- [PROMPT]
Return the data below exactly, but only from the line containing "pub const EV_KEY: u16 = 0x01;" through the line containing "pub fn opcode(&self)", with both of those lines included.

- [MATERIALS PROVIDED]
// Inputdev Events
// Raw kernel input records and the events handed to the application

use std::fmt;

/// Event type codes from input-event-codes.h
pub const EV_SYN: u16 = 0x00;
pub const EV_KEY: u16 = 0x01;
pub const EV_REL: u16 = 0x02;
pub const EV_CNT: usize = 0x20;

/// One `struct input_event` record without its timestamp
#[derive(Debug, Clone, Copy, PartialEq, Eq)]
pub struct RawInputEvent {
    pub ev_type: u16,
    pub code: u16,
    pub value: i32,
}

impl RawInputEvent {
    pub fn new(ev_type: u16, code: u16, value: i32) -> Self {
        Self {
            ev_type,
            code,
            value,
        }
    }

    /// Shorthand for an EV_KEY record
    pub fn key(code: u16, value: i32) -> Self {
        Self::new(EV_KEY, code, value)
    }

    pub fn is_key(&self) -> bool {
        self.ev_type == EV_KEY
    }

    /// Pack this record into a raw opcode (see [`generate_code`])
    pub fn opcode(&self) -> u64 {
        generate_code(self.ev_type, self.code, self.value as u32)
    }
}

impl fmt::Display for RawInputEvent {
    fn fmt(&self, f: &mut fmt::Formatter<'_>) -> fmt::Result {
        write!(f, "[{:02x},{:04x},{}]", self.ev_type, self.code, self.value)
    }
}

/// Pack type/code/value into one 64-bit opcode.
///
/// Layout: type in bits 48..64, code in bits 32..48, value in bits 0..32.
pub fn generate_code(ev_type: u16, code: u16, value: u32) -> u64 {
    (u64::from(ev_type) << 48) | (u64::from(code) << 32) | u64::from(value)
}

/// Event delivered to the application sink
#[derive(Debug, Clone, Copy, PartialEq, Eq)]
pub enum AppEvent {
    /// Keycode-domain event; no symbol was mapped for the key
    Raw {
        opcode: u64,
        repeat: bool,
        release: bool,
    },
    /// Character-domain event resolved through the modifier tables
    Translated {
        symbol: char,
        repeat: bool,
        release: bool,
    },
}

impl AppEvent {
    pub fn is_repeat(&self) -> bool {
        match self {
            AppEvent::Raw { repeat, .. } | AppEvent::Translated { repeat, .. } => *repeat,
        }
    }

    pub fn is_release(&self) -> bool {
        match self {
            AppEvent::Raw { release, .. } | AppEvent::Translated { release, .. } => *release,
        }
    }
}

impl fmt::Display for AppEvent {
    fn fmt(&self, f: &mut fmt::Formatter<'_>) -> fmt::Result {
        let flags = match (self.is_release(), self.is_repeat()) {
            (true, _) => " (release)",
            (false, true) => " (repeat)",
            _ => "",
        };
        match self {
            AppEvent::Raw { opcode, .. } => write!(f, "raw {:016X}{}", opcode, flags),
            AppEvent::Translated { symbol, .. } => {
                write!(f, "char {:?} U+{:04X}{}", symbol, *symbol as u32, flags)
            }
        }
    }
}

--

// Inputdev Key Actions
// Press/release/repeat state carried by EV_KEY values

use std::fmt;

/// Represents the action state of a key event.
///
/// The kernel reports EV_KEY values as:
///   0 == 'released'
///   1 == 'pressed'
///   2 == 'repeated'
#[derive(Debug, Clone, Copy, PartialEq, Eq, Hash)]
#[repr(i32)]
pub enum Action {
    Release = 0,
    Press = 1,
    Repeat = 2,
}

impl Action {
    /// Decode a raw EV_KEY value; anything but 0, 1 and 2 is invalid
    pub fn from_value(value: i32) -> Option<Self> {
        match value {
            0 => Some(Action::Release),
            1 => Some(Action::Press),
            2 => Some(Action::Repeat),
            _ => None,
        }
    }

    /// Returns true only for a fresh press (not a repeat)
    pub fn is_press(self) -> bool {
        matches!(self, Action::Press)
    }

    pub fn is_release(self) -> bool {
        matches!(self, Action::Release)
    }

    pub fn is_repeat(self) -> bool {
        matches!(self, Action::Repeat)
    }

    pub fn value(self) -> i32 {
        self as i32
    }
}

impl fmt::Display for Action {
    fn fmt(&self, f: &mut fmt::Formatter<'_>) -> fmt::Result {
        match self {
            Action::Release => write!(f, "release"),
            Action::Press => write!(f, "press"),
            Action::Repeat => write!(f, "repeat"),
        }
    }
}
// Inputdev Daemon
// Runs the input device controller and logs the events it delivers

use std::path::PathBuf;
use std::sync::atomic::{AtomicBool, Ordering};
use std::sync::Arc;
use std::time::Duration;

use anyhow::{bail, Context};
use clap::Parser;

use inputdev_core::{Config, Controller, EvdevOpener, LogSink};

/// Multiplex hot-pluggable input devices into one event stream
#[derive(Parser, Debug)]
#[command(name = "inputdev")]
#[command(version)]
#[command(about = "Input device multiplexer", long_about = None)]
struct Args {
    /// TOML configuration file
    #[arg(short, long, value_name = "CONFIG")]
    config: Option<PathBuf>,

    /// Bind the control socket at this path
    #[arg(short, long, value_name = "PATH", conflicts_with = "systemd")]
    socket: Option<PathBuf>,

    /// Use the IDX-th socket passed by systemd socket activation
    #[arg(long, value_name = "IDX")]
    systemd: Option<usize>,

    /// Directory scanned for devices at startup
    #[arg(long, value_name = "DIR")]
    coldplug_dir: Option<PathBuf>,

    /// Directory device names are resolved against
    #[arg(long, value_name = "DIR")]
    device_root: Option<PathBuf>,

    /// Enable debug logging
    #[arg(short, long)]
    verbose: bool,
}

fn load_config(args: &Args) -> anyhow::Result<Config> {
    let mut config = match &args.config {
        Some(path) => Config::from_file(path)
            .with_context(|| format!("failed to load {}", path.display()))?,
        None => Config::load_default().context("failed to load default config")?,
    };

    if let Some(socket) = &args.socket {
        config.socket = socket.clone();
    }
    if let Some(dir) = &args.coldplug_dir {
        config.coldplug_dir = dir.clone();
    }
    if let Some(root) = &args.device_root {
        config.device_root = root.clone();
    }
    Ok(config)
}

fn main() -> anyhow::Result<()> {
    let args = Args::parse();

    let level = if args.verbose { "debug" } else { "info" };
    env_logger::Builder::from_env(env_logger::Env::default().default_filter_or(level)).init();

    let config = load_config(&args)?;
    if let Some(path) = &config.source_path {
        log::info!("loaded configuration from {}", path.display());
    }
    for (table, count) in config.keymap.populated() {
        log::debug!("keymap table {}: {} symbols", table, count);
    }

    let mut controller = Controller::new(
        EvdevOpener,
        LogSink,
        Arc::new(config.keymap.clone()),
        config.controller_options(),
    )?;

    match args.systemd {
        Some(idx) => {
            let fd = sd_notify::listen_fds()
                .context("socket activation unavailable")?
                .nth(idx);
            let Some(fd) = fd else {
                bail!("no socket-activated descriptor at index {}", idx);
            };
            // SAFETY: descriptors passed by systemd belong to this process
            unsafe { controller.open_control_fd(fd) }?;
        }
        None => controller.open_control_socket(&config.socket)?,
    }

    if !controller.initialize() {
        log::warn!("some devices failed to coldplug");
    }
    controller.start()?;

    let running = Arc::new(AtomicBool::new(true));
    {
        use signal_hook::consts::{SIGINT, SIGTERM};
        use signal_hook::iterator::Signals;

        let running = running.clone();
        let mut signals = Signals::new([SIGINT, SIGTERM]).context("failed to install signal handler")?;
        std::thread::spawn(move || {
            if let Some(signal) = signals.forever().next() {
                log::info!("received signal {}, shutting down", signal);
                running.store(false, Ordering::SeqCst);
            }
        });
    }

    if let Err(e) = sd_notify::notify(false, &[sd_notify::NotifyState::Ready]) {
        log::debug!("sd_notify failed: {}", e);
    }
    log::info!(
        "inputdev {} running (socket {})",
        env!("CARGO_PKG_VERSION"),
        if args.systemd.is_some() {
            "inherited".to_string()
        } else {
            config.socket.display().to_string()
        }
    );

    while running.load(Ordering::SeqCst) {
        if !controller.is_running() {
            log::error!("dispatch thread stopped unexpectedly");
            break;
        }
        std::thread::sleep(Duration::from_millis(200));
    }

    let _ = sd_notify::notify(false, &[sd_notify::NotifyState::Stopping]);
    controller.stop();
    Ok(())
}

- [SOLUTION TO THE PROBLEM]
pub const EV_KEY: u16 = 0x01;
pub const EV_REL: u16 = 0x02;
pub const EV_CNT: usize = 0x20;

/// One `struct input_event` record without its timestamp
#[derive(Debug, Clone, Copy, PartialEq, Eq)]
pub struct RawInputEvent {
    pub ev_type: u16,
    pub code: u16,
    pub value: i32,
}

impl RawInputEvent {
    pub fn new(ev_type: u16, code: u16, value: i32) -> Self {
        Self {
            ev_type,
            code,
            value,
        }
    }

    /// Shorthand for an EV_KEY record
    pub fn key(code: u16, value: i32) -> Self {
        Self::new(EV_KEY, code, value)
    }

    pub fn is_key(&self) -> bool {
        self.ev_type == EV_KEY
    }

    /// Pack this record into a raw opcode (see [`generate_code`])
    pub fn opcode(&self) -> u64 {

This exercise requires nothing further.